WORK ITEM → Beneath this line are the data; copy exactly the part of them that opens with the line containing "#[error(transparent)]" and closes with the line containing "#[derive(Debug, Clone, Copy, Default)]", and only that part.

INPUT DATA →
______________________________

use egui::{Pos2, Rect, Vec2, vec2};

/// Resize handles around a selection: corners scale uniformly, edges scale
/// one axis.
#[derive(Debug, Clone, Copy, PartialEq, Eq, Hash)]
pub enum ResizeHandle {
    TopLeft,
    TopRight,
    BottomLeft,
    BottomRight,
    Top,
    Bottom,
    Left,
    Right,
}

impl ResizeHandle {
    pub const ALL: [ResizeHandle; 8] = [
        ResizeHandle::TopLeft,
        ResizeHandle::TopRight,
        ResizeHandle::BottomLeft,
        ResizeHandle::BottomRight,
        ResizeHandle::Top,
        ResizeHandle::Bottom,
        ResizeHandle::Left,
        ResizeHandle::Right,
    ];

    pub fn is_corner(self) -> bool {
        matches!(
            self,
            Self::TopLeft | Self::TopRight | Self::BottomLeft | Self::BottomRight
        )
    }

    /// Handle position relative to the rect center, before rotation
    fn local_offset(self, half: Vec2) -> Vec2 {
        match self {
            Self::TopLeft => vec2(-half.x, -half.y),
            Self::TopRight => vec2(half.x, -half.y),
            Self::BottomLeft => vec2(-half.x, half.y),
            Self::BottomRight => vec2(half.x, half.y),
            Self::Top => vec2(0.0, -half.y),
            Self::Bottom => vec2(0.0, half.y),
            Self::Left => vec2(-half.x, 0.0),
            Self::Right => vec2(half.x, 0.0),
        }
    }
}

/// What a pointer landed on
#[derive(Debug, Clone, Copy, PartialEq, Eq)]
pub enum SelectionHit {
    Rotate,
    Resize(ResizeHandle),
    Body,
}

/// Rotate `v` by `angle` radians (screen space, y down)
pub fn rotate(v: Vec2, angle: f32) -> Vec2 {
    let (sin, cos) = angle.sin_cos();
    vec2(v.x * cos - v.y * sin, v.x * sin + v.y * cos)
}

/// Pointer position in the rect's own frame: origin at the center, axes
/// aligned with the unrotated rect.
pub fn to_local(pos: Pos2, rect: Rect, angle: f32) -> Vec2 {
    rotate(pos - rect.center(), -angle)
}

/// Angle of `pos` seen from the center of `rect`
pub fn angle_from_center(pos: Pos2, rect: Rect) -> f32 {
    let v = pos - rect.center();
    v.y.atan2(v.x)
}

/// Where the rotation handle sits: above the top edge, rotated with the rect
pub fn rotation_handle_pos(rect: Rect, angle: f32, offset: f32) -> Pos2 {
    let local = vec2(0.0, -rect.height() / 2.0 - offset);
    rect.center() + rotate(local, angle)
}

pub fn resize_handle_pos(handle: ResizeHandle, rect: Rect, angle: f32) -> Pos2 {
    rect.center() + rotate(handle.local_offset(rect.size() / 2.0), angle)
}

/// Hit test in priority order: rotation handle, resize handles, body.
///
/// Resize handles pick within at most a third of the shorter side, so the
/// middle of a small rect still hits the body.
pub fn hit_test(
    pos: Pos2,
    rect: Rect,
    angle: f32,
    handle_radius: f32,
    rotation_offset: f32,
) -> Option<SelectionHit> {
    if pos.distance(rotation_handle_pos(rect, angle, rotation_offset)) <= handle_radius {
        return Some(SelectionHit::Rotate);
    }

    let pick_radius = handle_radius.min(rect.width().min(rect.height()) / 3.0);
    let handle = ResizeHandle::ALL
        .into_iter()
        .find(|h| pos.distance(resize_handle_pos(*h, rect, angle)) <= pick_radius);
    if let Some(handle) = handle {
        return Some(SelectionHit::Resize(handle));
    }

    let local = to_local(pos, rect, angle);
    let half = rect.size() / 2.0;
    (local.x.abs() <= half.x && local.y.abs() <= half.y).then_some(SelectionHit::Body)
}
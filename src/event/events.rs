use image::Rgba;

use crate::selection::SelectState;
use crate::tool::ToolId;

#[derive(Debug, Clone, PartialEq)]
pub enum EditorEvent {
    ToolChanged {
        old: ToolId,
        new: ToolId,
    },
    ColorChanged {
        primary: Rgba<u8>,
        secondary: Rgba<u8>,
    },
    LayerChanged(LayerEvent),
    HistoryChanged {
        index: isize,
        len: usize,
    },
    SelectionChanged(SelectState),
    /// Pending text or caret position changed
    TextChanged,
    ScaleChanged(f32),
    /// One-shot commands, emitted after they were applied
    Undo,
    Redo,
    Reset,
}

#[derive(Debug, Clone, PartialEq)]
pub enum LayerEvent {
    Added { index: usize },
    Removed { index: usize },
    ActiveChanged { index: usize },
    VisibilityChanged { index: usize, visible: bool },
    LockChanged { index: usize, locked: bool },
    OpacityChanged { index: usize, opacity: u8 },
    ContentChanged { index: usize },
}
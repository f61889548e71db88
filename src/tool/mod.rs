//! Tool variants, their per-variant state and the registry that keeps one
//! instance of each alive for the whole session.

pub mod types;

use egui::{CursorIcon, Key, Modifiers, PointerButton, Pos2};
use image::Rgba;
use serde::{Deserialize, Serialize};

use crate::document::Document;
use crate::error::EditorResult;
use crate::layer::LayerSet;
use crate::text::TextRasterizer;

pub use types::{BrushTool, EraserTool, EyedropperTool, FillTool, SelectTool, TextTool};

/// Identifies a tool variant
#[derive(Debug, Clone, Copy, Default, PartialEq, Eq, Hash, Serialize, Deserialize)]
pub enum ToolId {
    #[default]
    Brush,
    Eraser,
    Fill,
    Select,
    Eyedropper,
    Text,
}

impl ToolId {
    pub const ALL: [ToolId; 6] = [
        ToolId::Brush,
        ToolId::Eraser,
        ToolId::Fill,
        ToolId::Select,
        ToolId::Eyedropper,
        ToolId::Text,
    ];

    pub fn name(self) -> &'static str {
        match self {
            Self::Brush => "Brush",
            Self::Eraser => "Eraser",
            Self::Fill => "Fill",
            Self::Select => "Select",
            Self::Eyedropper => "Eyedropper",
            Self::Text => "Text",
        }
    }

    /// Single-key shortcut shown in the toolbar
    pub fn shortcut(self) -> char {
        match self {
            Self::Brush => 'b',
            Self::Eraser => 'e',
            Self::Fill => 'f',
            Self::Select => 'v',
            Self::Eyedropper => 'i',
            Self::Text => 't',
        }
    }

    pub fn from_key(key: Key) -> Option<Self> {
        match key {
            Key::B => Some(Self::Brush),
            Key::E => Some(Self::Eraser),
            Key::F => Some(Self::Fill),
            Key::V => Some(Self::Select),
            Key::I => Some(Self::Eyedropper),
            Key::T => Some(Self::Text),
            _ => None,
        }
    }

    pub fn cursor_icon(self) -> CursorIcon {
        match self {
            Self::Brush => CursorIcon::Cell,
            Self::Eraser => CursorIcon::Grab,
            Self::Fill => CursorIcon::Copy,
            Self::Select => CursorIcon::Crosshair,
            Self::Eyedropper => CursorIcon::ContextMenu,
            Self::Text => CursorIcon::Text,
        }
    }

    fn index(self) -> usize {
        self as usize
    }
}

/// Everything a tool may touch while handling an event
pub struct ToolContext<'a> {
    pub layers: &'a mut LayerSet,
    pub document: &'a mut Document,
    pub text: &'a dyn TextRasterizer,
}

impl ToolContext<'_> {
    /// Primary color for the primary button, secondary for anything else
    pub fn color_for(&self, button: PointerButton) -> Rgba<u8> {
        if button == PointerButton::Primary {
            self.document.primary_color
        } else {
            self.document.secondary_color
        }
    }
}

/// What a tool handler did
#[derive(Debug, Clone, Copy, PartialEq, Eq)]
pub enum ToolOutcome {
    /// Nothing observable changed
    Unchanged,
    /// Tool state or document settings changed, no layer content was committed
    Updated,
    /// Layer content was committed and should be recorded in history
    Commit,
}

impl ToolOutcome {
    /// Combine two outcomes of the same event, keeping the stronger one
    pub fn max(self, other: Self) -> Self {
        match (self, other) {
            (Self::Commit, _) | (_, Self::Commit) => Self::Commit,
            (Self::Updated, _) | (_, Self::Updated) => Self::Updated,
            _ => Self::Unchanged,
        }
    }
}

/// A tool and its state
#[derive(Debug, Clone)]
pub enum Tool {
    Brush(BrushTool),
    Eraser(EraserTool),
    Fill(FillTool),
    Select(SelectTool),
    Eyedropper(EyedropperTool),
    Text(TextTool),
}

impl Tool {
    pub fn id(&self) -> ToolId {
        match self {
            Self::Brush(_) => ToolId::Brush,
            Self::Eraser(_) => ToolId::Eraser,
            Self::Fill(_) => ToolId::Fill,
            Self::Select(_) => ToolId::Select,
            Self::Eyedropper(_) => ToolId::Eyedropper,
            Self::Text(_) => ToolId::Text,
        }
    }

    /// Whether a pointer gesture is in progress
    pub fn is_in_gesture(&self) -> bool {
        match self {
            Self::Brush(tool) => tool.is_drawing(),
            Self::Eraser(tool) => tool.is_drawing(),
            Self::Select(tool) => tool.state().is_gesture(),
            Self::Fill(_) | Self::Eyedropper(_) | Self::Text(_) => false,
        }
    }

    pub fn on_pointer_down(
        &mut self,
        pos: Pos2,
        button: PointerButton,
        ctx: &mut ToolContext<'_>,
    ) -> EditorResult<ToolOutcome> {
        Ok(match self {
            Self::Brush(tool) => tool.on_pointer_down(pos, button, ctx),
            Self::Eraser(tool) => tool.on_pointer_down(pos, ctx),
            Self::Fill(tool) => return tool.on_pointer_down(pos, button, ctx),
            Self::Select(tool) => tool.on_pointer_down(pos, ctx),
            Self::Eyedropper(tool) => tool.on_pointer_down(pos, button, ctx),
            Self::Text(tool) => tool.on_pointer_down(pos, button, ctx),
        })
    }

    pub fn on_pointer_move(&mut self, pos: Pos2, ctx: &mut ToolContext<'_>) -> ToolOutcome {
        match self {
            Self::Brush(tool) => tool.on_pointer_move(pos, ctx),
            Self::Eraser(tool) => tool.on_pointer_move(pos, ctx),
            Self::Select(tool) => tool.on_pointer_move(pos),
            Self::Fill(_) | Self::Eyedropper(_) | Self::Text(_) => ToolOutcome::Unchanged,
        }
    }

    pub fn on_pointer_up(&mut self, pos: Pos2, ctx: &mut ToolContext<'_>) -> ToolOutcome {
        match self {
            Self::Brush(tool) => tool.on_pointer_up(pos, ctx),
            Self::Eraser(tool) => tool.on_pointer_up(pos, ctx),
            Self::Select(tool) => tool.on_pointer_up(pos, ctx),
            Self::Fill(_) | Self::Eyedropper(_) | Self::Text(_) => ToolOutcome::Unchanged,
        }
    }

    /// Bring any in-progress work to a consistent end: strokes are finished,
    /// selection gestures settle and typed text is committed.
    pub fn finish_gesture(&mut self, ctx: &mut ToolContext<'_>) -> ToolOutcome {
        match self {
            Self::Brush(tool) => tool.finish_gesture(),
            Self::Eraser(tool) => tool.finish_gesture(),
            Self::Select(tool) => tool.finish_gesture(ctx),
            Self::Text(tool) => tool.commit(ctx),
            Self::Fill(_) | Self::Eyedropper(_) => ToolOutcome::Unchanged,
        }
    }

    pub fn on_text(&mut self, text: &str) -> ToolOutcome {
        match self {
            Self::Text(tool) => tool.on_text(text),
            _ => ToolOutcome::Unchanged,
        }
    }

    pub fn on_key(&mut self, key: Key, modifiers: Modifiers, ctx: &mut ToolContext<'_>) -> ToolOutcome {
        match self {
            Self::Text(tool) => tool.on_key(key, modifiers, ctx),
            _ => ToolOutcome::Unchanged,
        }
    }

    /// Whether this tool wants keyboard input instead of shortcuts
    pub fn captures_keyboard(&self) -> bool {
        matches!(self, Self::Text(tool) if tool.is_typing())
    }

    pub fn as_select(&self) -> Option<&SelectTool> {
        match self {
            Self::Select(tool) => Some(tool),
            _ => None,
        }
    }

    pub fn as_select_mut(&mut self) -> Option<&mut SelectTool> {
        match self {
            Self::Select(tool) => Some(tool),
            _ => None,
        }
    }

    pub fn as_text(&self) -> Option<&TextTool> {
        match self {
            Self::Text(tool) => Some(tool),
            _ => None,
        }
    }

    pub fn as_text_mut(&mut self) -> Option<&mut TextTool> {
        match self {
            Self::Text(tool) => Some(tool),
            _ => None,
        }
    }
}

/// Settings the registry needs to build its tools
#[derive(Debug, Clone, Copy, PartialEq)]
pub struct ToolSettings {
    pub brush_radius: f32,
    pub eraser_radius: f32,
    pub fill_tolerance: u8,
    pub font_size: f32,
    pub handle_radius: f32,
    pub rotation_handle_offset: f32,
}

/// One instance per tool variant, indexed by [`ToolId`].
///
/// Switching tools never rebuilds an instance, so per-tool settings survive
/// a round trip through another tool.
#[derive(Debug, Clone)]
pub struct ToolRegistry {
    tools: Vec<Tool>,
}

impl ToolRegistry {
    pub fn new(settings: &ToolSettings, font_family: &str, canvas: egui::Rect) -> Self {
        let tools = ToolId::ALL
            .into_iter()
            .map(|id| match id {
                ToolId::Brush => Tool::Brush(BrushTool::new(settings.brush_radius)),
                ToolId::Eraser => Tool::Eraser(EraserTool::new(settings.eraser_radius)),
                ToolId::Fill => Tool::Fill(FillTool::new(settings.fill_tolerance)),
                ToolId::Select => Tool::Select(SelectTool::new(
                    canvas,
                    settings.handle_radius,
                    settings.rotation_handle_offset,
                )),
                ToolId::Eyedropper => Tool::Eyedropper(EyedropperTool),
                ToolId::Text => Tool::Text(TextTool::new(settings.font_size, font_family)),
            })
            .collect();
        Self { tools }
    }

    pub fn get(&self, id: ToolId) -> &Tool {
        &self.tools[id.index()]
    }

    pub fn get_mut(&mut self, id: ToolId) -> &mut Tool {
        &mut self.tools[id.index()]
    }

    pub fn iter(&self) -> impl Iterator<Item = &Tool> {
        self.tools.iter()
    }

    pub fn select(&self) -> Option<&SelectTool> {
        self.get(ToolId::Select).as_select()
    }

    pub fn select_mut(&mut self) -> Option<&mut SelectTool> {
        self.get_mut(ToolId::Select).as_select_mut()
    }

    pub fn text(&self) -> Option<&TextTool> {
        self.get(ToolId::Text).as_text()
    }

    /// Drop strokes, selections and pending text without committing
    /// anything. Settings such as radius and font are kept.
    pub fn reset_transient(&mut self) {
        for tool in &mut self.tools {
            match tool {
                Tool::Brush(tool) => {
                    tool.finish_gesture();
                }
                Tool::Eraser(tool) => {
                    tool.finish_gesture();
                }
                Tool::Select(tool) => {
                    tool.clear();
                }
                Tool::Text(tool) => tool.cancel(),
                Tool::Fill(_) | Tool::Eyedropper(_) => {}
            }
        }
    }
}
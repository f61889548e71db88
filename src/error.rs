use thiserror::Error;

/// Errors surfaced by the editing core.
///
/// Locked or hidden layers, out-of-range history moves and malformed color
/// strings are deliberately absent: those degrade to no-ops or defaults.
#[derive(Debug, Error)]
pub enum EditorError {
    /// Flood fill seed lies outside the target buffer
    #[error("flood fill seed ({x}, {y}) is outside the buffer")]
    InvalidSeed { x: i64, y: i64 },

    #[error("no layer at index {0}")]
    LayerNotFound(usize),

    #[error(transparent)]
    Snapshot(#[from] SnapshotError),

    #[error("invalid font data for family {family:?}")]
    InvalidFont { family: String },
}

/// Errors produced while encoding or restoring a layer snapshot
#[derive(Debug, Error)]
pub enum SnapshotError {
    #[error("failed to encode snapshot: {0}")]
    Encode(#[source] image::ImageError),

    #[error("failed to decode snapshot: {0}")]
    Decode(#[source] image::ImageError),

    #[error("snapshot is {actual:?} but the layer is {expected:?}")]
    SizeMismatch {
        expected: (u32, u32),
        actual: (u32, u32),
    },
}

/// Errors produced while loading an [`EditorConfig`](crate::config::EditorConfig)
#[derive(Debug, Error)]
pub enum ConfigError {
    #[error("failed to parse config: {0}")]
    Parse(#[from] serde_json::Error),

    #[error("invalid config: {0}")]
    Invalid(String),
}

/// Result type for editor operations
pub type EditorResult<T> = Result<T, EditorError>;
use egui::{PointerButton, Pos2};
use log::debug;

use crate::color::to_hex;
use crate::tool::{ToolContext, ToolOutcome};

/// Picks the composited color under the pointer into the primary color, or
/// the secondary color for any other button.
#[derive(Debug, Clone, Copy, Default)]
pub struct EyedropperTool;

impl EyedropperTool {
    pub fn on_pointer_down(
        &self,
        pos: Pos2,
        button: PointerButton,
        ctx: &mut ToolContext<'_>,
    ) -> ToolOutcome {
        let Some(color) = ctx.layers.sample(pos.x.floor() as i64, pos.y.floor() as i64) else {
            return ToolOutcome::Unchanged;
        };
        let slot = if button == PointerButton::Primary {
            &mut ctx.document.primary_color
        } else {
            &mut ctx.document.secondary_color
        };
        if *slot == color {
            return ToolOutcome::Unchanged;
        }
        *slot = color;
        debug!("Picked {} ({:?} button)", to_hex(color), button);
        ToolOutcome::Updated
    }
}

______________________________

ANSWER BELOW →
    #[error(transparent)]
    Snapshot(#[from] SnapshotError),

    #[error("invalid font data for family {family:?}")]
    InvalidFont { family: String },
}

/// Errors produced while encoding or restoring a layer snapshot
#[derive(Debug, Error)]
pub enum SnapshotError {
    #[error("failed to encode snapshot: {0}")]
    Encode(#[source] image::ImageError),

    #[error("failed to decode snapshot: {0}")]
    Decode(#[source] image::ImageError),

    #[error("snapshot is {actual:?} but the layer is {expected:?}")]
    SizeMismatch {
        expected: (u32, u32),
        actual: (u32, u32),
    },
}

/// Errors produced while loading an [`EditorConfig`](crate::config::EditorConfig)
#[derive(Debug, Error)]
pub enum ConfigError {
    #[error("failed to parse config: {0}")]
    Parse(#[from] serde_json::Error),

    #[error("invalid config: {0}")]
    Invalid(String),
}

/// Result type for editor operations
pub type EditorResult<T> = Result<T, EditorError>;
use egui::{PointerButton, Pos2};
use log::debug;

use crate::color::to_hex;
use crate::tool::{ToolContext, ToolOutcome};

/// Picks the composited color under the pointer into the primary color, or
/// the secondary color for any other button.
#[derive(Debug, Clone, Copy, Default)]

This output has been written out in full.